Carotid endarterectomy with modified eversion technique: results of a Single Center.

2020 
BACKGROUND Carotid endarterectomy (CEA) has a wide range of approaches, based on personal expertise and preference. We evaluated our outcome with CEA with modified eversion technique (meCEA) under local anaesthesia and whether surgeon' experience could influence it. METHODS at our Institution, 837 patients underwent CEA across 8 years. Although surgical technique was standardized, two groups were considered further: meCEA performed by a single Senior Operator (Group A) and meCEA performed by four young Consultants (Group B).

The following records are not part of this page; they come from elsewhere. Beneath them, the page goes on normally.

use std::collections::BTreeSet;

use bucketsync::hash::{compute_bytes, ContentIdentity, HashAlgorithm};
use bucketsync::sync::{diff, Inventory, InventoryEntry, Origin, SyncDirection};

fn id(content: &str) -> ContentIdentity {
    compute_bytes(content.as_bytes(), HashAlgorithm::Md5)
}

fn local(entries: &[(&str, &str)]) -> Inventory {
    entries
        .iter()
        .map(|(path, content)| InventoryEntry {
            relative_path: path.to_string(),
            identity: id(content),
            origin: Origin::File(format!("/data/{path}").into()),
        })
        .collect()
}

fn remote(entries: &[(&str, &str)]) -> Inventory {
    entries
        .iter()
        .map(|(path, content)| InventoryEntry {
            relative_path: path.to_string(),
            identity: id(content),
            origin: Origin::Object(format!("root/{path}")),
        })
        .collect()
}

fn set(paths: &[&str]) -> BTreeSet<String> {
    paths.iter().map(|p| p.to_string()).collect()
}

#[test]
fn test_push_uploads_changes_and_deletes_extras() {
    let local = local(&[("a.txt", "H1"), ("b.txt", "H2")]);
    let remote = remote(&[("a.txt", "H1"), ("c.txt", "H3")]);

    let plan = diff(&local, &remote, SyncDirection::Push);

    assert_eq!(plan.to_upload, set(&["b.txt"]));
    assert_eq!(plan.to_delete, set(&["c.txt"]));
    assert!(plan.to_download.is_empty());
    assert_eq!(plan.unchanged, 1);
}

#[test]
fn test_push_uploads_on_identity_mismatch() {
    let local = local(&[("a.txt", "new")]);
    let remote = remote(&[("a.txt", "old")]);

    let plan = diff(&local, &remote, SyncDirection::Push);

    assert_eq!(plan.to_upload, set(&["a.txt"]));
    assert!(plan.to_delete.is_empty());
}

#[test]
fn test_pull_is_additive_only() {
    let plan = diff(&local(&[]), &remote(&[("a.txt", "H1")]), SyncDirection::Pull);
    assert_eq!(plan.to_download, set(&["a.txt"]));
    assert!(plan.to_delete.is_empty());
    assert!(plan.to_upload.is_empty());

    // Local-only files are never scheduled for deletion
    let plan = diff(
        &local(&[("mine.txt", "x"), ("a.txt", "stale")]),
        &remote(&[("a.txt", "H1")]),
        SyncDirection::Pull,
    );
    assert_eq!(plan.to_download, set(&["a.txt"]));
    assert!(plan.to_delete.is_empty());
}

#[test]
fn test_identical_sides_are_a_no_op() {
    let files = [("a.txt", "1"), ("dir/b.txt", "2"), ("dir/sub/c.txt", "3")];

    for direction in [SyncDirection::Push, SyncDirection::Pull] {
        let plan = diff(&local(&files), &remote(&files), direction);
        assert!(plan.is_empty(), "{direction} plan should be empty");
        assert_eq!(plan.unchanged, files.len());
    }
}

#[test]
fn test_diff_ignores_insertion_order() {
    let files = [("a", "1"), ("b", "2"), ("c", "3"), ("d", "4")];
    let mut reversed = files;
    reversed.reverse();
    let remote_files = [("b", "2"), ("c", "changed"), ("e", "5")];
    let mut remote_reversed = remote_files;
    remote_reversed.reverse();

    for direction in [SyncDirection::Push, SyncDirection::Pull] {
        let forward = diff(&local(&files), &remote(&remote_files), direction);
        let backward = diff(&local(&reversed), &remote(&remote_reversed), direction);
        assert_eq!(forward, backward);
    }
}

#[test]
fn test_upload_and_delete_never_overlap() {
    let local = local(&[("a", "1"), ("b", "2"), ("c", "3")]);
    let remote = remote(&[("b", "changed"), ("c", "3"), ("d", "4"), ("e", "5")]);

    let plan = diff(&local, &remote, SyncDirection::Push);

    assert!(plan.to_upload.is_disjoint(&plan.to_delete));
    assert_eq!(plan.to_upload, set(&["a", "b"]));
    assert_eq!(plan.to_delete, set(&["d", "e"]));
    assert_eq!(plan.len(), 4);
}

#[test]
fn test_empty_local_deletes_everything_on_push() {
    let remote = remote(&[("a", "1"), ("b", "2")]);

    let plan = diff(&local(&[]), &remote, SyncDirection::Push);

    assert!(plan.to_upload.is_empty());
    assert_eq!(plan.to_delete, set(&["a", "b"]));
}

#[test]
fn test_quoted_etag_matches_local_hash() {
    let local = local(&[("empty.txt", "")]);
    let mut remote = Inventory::new();
    remote.insert(InventoryEntry {
        relative_path: "empty.txt".to_string(),
        identity: ContentIdentity::from_reported(
            HashAlgorithm::Md5,
            "\"d41d8cd98f00b204e9800998ecf8427e\"",
        ),
        origin: Origin::Object("root/empty.txt".to_string()),
    });

    let plan = diff(&local, &remote, SyncDirection::Push);
    assert!(plan.is_empty());
}

#[test]
fn test_multipart_etag_always_differs() {
    let local = local(&[("big.bin", "payload")]);
    let mut remote = Inventory::new();
    remote.insert(InventoryEntry {
        relative_path: "big.bin".to_string(),
        identity: ContentIdentity::from_reported(HashAlgorithm::Md5, "\"9b2cf535f27731c974343645a3985328-3\""),
        origin: Origin::Object("root/big.bin".to_string()),
    });

    let plan = diff(&local, &remote, SyncDirection::Push);
    assert_eq!(plan.to_upload, set(&["big.bin"]));
}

RESULTS A selective shunting policy was needed in 5.1%, together with general anaesthesia. Overall operative time was 63.9 ± 15.1 minutes (61.4 ± 12.5 and 66 ± 16.9 minutes in Group A and Group B respectively; p < .001) and cross-clamp time 19.3±2.9 minutes (19.0±3.2 vs. 19.5±2.8, p=.009). At 30 days, 0.7% TIA and 0.8% strokes were recorded. No differences (p=N.S.) between the two study groups in terms of post-operative neurological complications, with postoperative ipsilateral strokes always < 1%. At a median imaging follow-up of 22.5 months, the overall percentage of restenosis was 3.7%, with no difference between the two groups (p= .954). Twenty-two patients (2.6%) underwent reintervention for significant restenosis, none of these had ipsilateral stroke or TIA. Freedom from reintervention for restenosis at 24 months was 97.9% in Group A and 95.9% in Group B, with no between-groups difference (p= .14). At the median survival follow-up of 37 months the overall survival rate at 24 months was 97.9%in Group A, and 97.9% in Group B, with no between-groups difference (p = .070). CONCLUSIONS In our experience, CEA with modified technique, is safe and achieves comparable outcomes to those of other established techniques. The reported short cross-clamp time, also in less experienced hands, is an additional strength.